Bresse

TRIBUNAL DE CHALON - Bresse - 77 ans, condamné pour exhibition sexuelle

TRIBUNAL DE CHALON - Bresse - 77 ans, condamné pour exhibition sexuelle

Il est âgé, il est en mauvais état général, et il est très pauvre. Il a été jugé ce 23 avril en CRPC pour exhibition sexuelle, un beau mois d’avril, au passage du bus scolaire, dans une commune de campagne, où il vit « chez un ami ».

 La juge chargée de l’homologation des peines reprend un peu les faits avec ce prévenu particulier à tous les égards. Qu’a-t-il fait de répréhensible ? « Je me suis montré mon sexe. – Pendant un mois au passage du bus scolaire » complète la juge. Le prévenu proteste un peu : « Oh non, trois ou quatre fois. »

Sauf qu’il ne sait plus quand c’était. C’était il y a deux ans. Ce monsieur est confus. « Pourquoi vous avez fait ça ? – J’sais pas. – Du coup, pourquoi vous ne le referiez pas ? – Parce que. J’ai pas envie de me retrouver j’sais pas où. »

Sans logement personnel, il vit sous le régime de la curatelle et il a rencontré un expert psychiatre puisque les faits sont de nature sexuelle. Le médecin relève une bien longue période d’alcoolisme. La juge fait en sorte que le prévenu ne soit pas éjecté de sa propre audience et lui reformule les choses plus simplement. « Le médecin dit que vous buviez beaucoup, tous les jours. » Le vieux monsieur en convient. Le médecin parle aussi de « déficit des acquisitions » et conclut à une altération de son discernement.

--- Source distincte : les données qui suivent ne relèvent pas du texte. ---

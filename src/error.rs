use thiserror::Error;

use crate::{
    dao::{broker::BrokerError, storage::StorageError},
    services::queue::QueueError,
};

/// Errors that can occur in service layer operations.
#[derive(Debug, Error)]
pub enum ServiceError {
    /// Durable store is unavailable or refused the operation.
    #[error("storage unavailable")]
    Storage(#[source] StorageError),
    /// Broker command failed.
    #[error("broker unavailable")]
    Broker(#[source] BrokerError),
    /// A task could not be queued.
    #[error("task queue unavailable")]
    Queue(#[source] QueueError),
    /// Operation cannot be performed in the current state.
    #[error("invalid state: {0}")]
    InvalidState(String),
    /// Operation exceeded its timeout limit.
    #[error("operation timed out")]
    Timeout,
}

impl From<StorageError> for ServiceError {
    fn from(err: StorageError) -> Self {
        ServiceError::Storage(err)
    }
}

impl From<BrokerError> for ServiceError {
    fn from(err: BrokerError) -> Self {
        ServiceError::Broker(err)
    }
}

impl From<QueueError> for ServiceError {
    fn from(err: QueueError) -> Self {
        ServiceError::Queue(err)
    }
}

Pour autant le prévenu a déjà été condamné pour exhibition en 2007. Il est né en 49, c’est pas si vieux bien sûr mais son mauvais état général donne l’impression que si. 
Le procureur de la République, qu’il a rencontré dans son bureau, assisté d’une avocate, a proposé une peine de 6 mois de prison avec sursis. 
La juge prend le temps de bien expliquer que le sursis est révocable si jamais il entendait de nouveau prendre l’air de cette façon, en public.

L’avocate, rabat rouge des avocats en grève sur sa robe (barreau de Bourg-en-Bresse), intervient : « J’attire votre attention sur le fait que l’expert psychiatre parle d’injonction de soins mais compte-tenu de la situation matérielle de monsieur, ça serait très compliqué, et compte-tenu de ses capacités cognitives, ça serait compliqué aussi. L’intervention auprès de lui de madame le maire a été marquante pour lui et efficace puisqu’il a arrêté. »

Le prévenu a le droit de dire quelque chose en dernier. Trémulant un peu du chef, il clôt l’audience sur ces mots : « Je connais mes défauts. »

La présidente homologue la peine proposée par le procureur et acceptée par le prévenu, assisté de son conseil : 6 mois de prison avec sursis et inéligibilité pendant 1 an. 
La privation de ce droit est indolore pour ce monsieur qui n’a nulle prétention à se présenter à la moindre élection, mais c’est une sanction.